PROBLEM STATEMENT: Should a line in the entries below contain "DatabaseHandle", return that line.

RECORDS FOR THE TASK:
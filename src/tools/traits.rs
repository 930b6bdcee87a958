/// Trait definitions for the external collaborators
///
/// Each seam the pipelines depend on is a trait, so the augur/BLAST
/// implementations can be swapped for the in-process engine in tests.
use crate::tools::request::{DatabaseHandle, FilterRequest, SearchRequest};
use crate::Result;
use std::path::Path;

/// Sanitizes raw inputs and builds the sequence index.
pub trait InputPreparer: Send + Sync {
    /// Strip identifier prefixes and normalise the sequence store
    fn sanitize_sequences(&self, raw: &Path, output: &Path) -> Result<()>;

    /// Summarise every sequence (length and base composition) by identifier
    fn index_sequences(&self, sequences: &Path, output: &Path) -> Result<()>;

    /// Normalise id columns, split location fields and rename columns
    fn sanitize_metadata(&self, raw: &Path, output: &Path) -> Result<()>;
}

/// Executes date/length/lineage/group-size queries against a metadata +
/// sequence-index pair.
pub trait FilterEngine: Send + Sync {
    fn name(&self) -> &str;

    /// Run one request. Implementations must call `request.validate()`
    /// before doing any work.
    fn filter(&self, request: &FilterRequest) -> Result<()>;
}

/// Pairwise local-alignment search.
pub trait AlignmentEngine: Send + Sync {
    fn name(&self) -> &str;

    /// Build a searchable database from a nucleotide FASTA file
    fn build_database(&self, sequences: &Path, prefix: &Path) -> Result<DatabaseHandle>;

    /// Search queries against a database, writing tabular hit rows
    fn search(&self, request: &SearchRequest) -> Result<()>;
}
/// Explicit per-job context. Built once at job start and passed by reference
/// to every component; nothing below the CLI reads global state.
use crate::tools::traits::InputPreparer;
use crate::{GistError, Result};
use std::path::{Path, PathBuf};
use tracing::info;

pub fn check_file(path: &Path) -> Result<()> {
    if !path.is_file() {
        return Err(GistError::Config(format!(
            "Input file not found: {}",
            path.display()
        )));
    }
    std::fs::File::open(path).map_err(|e| {
        GistError::Config(format!("Input file {} is not readable: {}", path.display(), e))
    })?;
    Ok(())
}

pub fn check_dir(path: &Path) -> Result<()> {
    if !path.is_dir() {
        return Err(GistError::Config(format!(
            "Directory not found: {}",
            path.display()
        )));
    }
    Ok(())
}

#[derive(Debug, Clone)]
pub struct JobContext {
    job_dir: PathBuf,
    threads: usize,
}

impl JobContext {
    /// Create `<output_dir>/<job_name>`. The output directory itself must
    /// already exist; the job directory is created if absent and reused if
    /// present, so a rerun overwrites in place.
    pub fn create(output_dir: &Path, job_name: &str, threads: usize) -> Result<Self> {
        check_dir(output_dir)?;
        let job_dir = output_dir.join(job_name);
        if !job_dir.exists() {
            info!("Creating job directory {}", job_dir.display());
            std::fs::create_dir_all(&job_dir)?;
        }
        Ok(Self {
            job_dir,
            threads: crate::utils::parallel::resolve_threads(threads),
        })
    }

    pub fn job_dir(&self) -> &Path {
        &self.job_dir
    }

    pub fn threads(&self) -> usize {
        self.threads
    }

    /// Path of a named artifact inside the job directory.
    pub fn path(&self, name: &str) -> PathBuf {
        self.job_dir.join(name)
    }
}

/// Sequence store, metadata table and optional sequence index that every
/// filtering step reads. Read-only once prepared.
#[derive(Debug, Clone)]
pub struct PreparedInputs {
    pub sequences: PathBuf,
    pub metadata: PathBuf,
    pub sequence_index: Option<PathBuf>,
}

impl PreparedInputs {
    /// Use the inputs as given, without sanitizing or indexing.
    pub fn raw(sequences: &Path, metadata: &Path) -> Self {
        Self {
            sequences: sequences.to_path_buf(),
            metadata: metadata.to_path_buf(),
            sequence_index: None,
        }
    }

    /// Use the inputs as given, but build a sequence index for them.
    pub fn indexed(
        ctx: &JobContext,
        preparer: &dyn InputPreparer,
        sequences: &Path,
        metadata: &Path,
    ) -> Result<Self> {
        let sequence_index = ctx.path("sequence_index.tsv.gz");
        info!("Indexing sequences without sanitizing");
        preparer.index_sequences(sequences, &sequence_index)?;
        Ok(Self {
            sequence_index: Some(sequence_index),
            ..Self::raw(sequences, metadata)
        })
    }

    /// Sanitize sequences and metadata into the job directory and index the
    /// sanitized sequences.
    pub fn prepare(
        ctx: &JobContext,
        preparer: &dyn InputPreparer,
        raw_sequences: &Path,
        raw_metadata: &Path,
    ) -> Result<Self> {
        let sequences = ctx.path("sequences.fasta.gz");
        let metadata = ctx.path("metadata.tsv.gz");
        let sequence_index = ctx.path("sequence_index.tsv.gz");

        info!("Sanitizing and indexing sequences");
        preparer.sanitize_sequences(raw_sequences, &sequences)?;
        preparer.index_sequences(&sequences, &sequence_index)?;

        info!("Sanitizing metadata");
        preparer.sanitize_metadata(raw_metadata, &metadata)?;

        Ok(Self {
            sequences,
            metadata,
            sequence_index: Some(sequence_index),
        })
    }
}

#[cfg(test)]
mod tests {
    use super::*;
    use tempfile::TempDir;

    #[test]
    fn test_create_job_dir() {
        let dir = TempDir::new().unwrap();
        let ctx = JobContext::create(dir.path(), "job1", 2).unwrap();
        assert!(dir.path().join("job1").is_dir());
        assert_eq!(ctx.threads(), 2);
        assert_eq!(ctx.path("a.txt"), dir.path().join("job1").join("a.txt"));

        // Reusing an existing job directory is allowed.
        assert!(JobContext::create(dir.path(), "job1", 1).is_ok());
    }

    #[test]
    fn test_missing_output_dir_is_config_error() {
        let dir = TempDir::new().unwrap();
        let err = JobContext::create(&dir.path().join("nope"), "job", 1).unwrap_err();
        assert!(matches!(err, GistError::Config(_)));
    }

    #[test]
    fn test_check_file() {
        let dir = TempDir::new().unwrap();
        let file = dir.path().join("x.fasta");
        std::fs::write(&file, ">a\nA\n").unwrap();
        assert!(check_file(&file).is_ok());
        assert!(check_file(dir.path()).is_err());
        assert!(check_file(&dir.path().join("missing")).is_err());
    }
}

EXPECTED OUTPUT:
use crate::tools::request::{DatabaseHandle, FilterRequest, SearchRequest};
    fn build_database(&self, sequences: &Path, prefix: &Path) -> Result<DatabaseHandle>;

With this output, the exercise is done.